**Exercise:** Nothing but a number is needed here; count the lines of the listing that include "deps".

**Records to use:**
....

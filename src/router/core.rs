//! Router core module - route entries and the hot-path lookup.

use std::collections::HashMap;
use std::fmt;
use std::sync::atomic::{AtomicU64, Ordering};
use std::sync::Arc;
use std::time::{Duration, Instant};

use serde_json::Value;
use smallvec::SmallVec;
use tracing::{debug, info, warn};

use crate::controller::{Controller, Handler};
use crate::dispatcher::Context;
use crate::error::{ConfigError, ConfigResult};
use crate::inject::Dependency;
use crate::method::HttpMethod;
use crate::middleware::Middleware;

use super::pattern::{split_path, PathPattern};
use super::trie::{RouteNode, TrieMatch};

/// Maximum number of path parameters before heap allocation.
/// Most routes have ≤4 parametric segments (e.g. /users/:id/posts/:post_id).
pub const MAX_INLINE_PARAMS: usize = 8;

/// Stack-allocated parameter storage for the hot path.
///
/// Param names are `Arc<str>` shared with the trie node that bound them;
/// values are per-request data from the URL.
pub type ParamVec = SmallVec<[(Arc<str>, String); MAX_INLINE_PARAMS]>;

/// What runs at the end of a route's middleware chain.
#[derive(Clone)]
pub enum RouteHandler {
    /// A plain handler function registered on the route record.
    Function(Handler),
    /// A controller instance. `action` is set for routes the controller
    /// declared itself through [`Controller::routes`].
    Controller {
        name: Arc<str>,
        instance: Arc<dyn Controller>,
        action: Option<Arc<str>>,
    },
}

impl RouteHandler {
    /// Invoke the handler for `method`.
    pub fn invoke(&self, method: HttpMethod, ctx: &mut Context) -> anyhow::Result<Value> {
        match self {
            RouteHandler::Function(handler) => handler(ctx),
            RouteHandler::Controller {
                instance,
                action: Some(action),
                ..
            } => instance.action(action, ctx),
            RouteHandler::Controller {
                instance,
                action: None,
                ..
            } => instance.handle(method, ctx),
        }
    }

    /// Human-readable handler name for logs.
    #[must_use]
    pub fn describe(&self) -> String {
        match self {
            RouteHandler::Function(_) => "fn".to_string(),
            RouteHandler::Controller {
                name,
                action: Some(action),
                ..
            } => format!("{name}::{action}"),
            RouteHandler::Controller { name, .. } => name.to_string(),
        }
    }
}

/// A registered `(path, method)` pair. Built once during startup and never
/// mutated afterwards.
pub struct RouteEntry {
    pub method: HttpMethod,
    pub pattern: PathPattern,
    pub handler: RouteHandler,
    /// Global, module, route and method middlewares, in that order.
    pub middlewares: Vec<Middleware>,
    /// Dependencies of the owning controller (empty for function handlers).
    pub dependencies: Vec<Dependency>,
    /// Name of the module that registered the route.
    pub module: Arc<str>,
}

impl fmt::Debug for RouteEntry {
    fn fmt(&self, f: &mut fmt::Formatter<'_>) -> fmt::Result {
        f.debug_struct("RouteEntry")
            .field("method", &self.method)
            .field("pattern", &self.pattern.to_string())
            .field("handler", &self.handler.describe())
            .field("middlewares", &self.middlewares.len())
            .field("dependencies", &self.dependencies)
            .field("module", &self.module)
            .finish()
    }
}

/// Result of successfully matching a request path to a route.
#[derive(Debug, Clone)]
pub struct RouteMatch {
    pub entry: Arc<RouteEntry>,
    /// Path parameters extracted from the URL (e.g. `:id` → `("id", "123")`)
    pub path_params: ParamVec,
}

impl RouteMatch {
    /// Get a path parameter by name
    ///
    /// Uses "last write wins" semantics: if duplicate parameter names exist
    /// at different path depths (e.g. `/org/:id/team/:team_id/user/:id`),
    /// returns the last occurrence.
    #[inline]
    #[must_use]
    pub fn get_path_param(&self, name: &str) -> Option<&str> {
        self.path_params
            .iter()
            .rfind(|(k, _)| k.as_ref() == name)
            .map(|(_, v)| v.as_str())
    }

    /// Convert path_params to HashMap.
    /// Note: This allocates - use get_path_param() in hot paths instead
    #[must_use]
    pub fn path_params_map(&self) -> HashMap<String, String> {
        self.path_params
            .iter()
            .map(|(k, v)| (k.to_string(), v.clone()))
            .collect()
    }
}

/// Outcome of [`Router::find`].
#[derive(Debug)]
pub enum Lookup {
    Matched(RouteMatch),
    /// The path exists but has no handler for the method.
    MethodNotAllowed { allowed: Vec<HttpMethod> },
    NotFound,
}

/// Router that matches requests to route entries using a segment trie.
///
/// Populated during startup through [`Router::insert`]; read-only once the
/// application is built.
pub struct Router {
    root: RouteNode<RouteEntry>,
    route_count: usize,
    /// Number of trie walks performed, for observing cache effectiveness
    lookups: AtomicU64,
    slow_match_threshold: Duration,
}

impl Default for Router {
    fn default() -> Self {
        Self::new()
    }
}

impl fmt::Debug for Router {
    fn fmt(&self, f: &mut fmt::Formatter<'_>) -> fmt::Result {
        f.debug_struct("Router")
            .field("route_count", &self.route_count)
            .field("lookups", &self.lookup_count())
            .finish()
    }
}

impl Router {
    #[must_use]
    pub fn new() -> Self {
        Self {
            root: RouteNode::new(),
            route_count: 0,
            lookups: AtomicU64::new(0),
            slow_match_threshold: Duration::from_millis(1),
        }
    }

    /// Lookups slower than `threshold` are logged at WARN.
    #[must_use]
    pub fn with_slow_match_threshold(mut self, threshold: Duration) -> Self {
        self.slow_match_threshold = threshold;
        self
    }

    /// Register an entry.
    ///
    /// Fails with [`ConfigError::DuplicateRoute`] when the same pattern and
    /// method are already registered.
    pub fn insert(&mut self, entry: RouteEntry) -> ConfigResult<Arc<RouteEntry>> {
        let method = entry.method;
        let entry = Arc::new(entry);
        if let Err(rejected) = self.root.insert(&entry.pattern, method, Arc::clone(&entry)) {
            return Err(ConfigError::DuplicateRoute {
                path: rejected.pattern.to_string().trim_start_matches('/').to_string(),
                method,
            });
        }
        self.route_count += 1;

        debug!(
            method = %method,
            path = %entry.pattern,
            handler = %entry.handler.describe(),
            module = %entry.module,
            middleware_count = entry.middlewares.len(),
            "Route registered"
        );
        Ok(entry)
    }

    /// Match a request path.
    ///
    /// # Returns
    ///
    /// * `Lookup::Matched` - a route with extracted parameters
    /// * `Lookup::MethodNotAllowed` - the path exists for other methods
    /// * `Lookup::NotFound` - nothing matches (results in 404)
    pub fn find(&self, method: HttpMethod, path: &str) -> Lookup {
        debug!(method = %method, path = %path, "Route match attempt");

        self.lookups.fetch_add(1, Ordering::Relaxed);
        let match_start = Instant::now();
        let segments = split_path(path);
        let result = self.root.find(&segments, method);
        let match_duration = match_start.elapsed();

        match result {
            TrieMatch::Found { entry, params } => {
                if match_duration > self.slow_match_threshold {
                    warn!(
                        method = %method,
                        path = %path,
                        route_pattern = %entry.pattern,
                        duration_us = match_duration.as_micros(),
                        "Slow route matching detected"
                    );
                } else {
                    info!(
                        method = %method,
                        path = %path,
                        handler = %entry.handler.describe(),
                        route_pattern = %entry.pattern,
                        path_params = ?params,
                        duration_us = match_duration.as_micros(),
                        "Route matched"
                    );
                }
                Lookup::Matched(RouteMatch {
                    entry,
                    path_params: params,
                })
            }
            TrieMatch::MethodNotAllowed { allowed } => {
                info!(
                    method = %method,
                    path = %path,
                    allowed = ?allowed,
                    "Route matched without a handler for the method"
                );
                Lookup::MethodNotAllowed { allowed }
            }
            TrieMatch::NotFound => {
                warn!(
                    method = %method,
                    path = %path,
                    duration_us = match_duration.as_micros(),
                    "No route matched"
                );
                Lookup::NotFound
            }
        }
    }

    /// Every registered `(method, pattern)` pair.
    #[must_use]
    pub fn routes(&self) -> Vec<(HttpMethod, String)> {
        let mut routes = Vec::with_capacity(self.route_count);
        self.root
            .for_each(|path, method, _| routes.push((method, path.to_string())));
        routes
    }

    /// Log the routing table summary.
    pub fn log_summary(&self) {
        let routes_summary: Vec<String> = self
            .routes()
            .iter()
            .take(10)
            .map(|(method, path)| format!("{method} {path}"))
            .collect();
        info!(
            routes_count = self.route_count,
            routes_summary = ?routes_summary,
            "Routing table loaded"
        );
    }

    #[must_use]
    pub fn len(&self) -> usize {
        self.route_count
    }

    #[must_use]
    pub fn is_empty(&self) -> bool {
        self.route_count == 0
    }

    /// Total trie walks since the router was created.
    #[must_use]
    pub fn lookup_count(&self) -> u64 {
        self.lookups.load(Ordering::Relaxed)
    }
}
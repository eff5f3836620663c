//! # Inject Module
//!
//! A small inversion-of-control container. Services are registered as
//! [`Provider`]s on modules: a name, a list of [`Dependency`] names, and a
//! factory. Resolution walks the module tree from the requesting module up to
//! the root, builds each provider once, and caches it in the process-wide
//! [`InstanceRegistry`].
//!
//! ```rust,ignore
//! let db = Provider::new("Database", |_| Ok(Database::connect_lazy()));
//! let users = Provider::new("UserService", |deps| {
//!     Ok(UserService::new(deps.get::<Database>(0)?))
//! })
//! .depends_on(["Database"]);
//! ```

mod provider;
mod registry;
mod resolver;

pub use provider::{Dependency, Factory, Instance, Primitive, Provider, Resolved};
pub use registry::InstanceRegistry;
pub use resolver::Resolver;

....

**Exercise response:** 2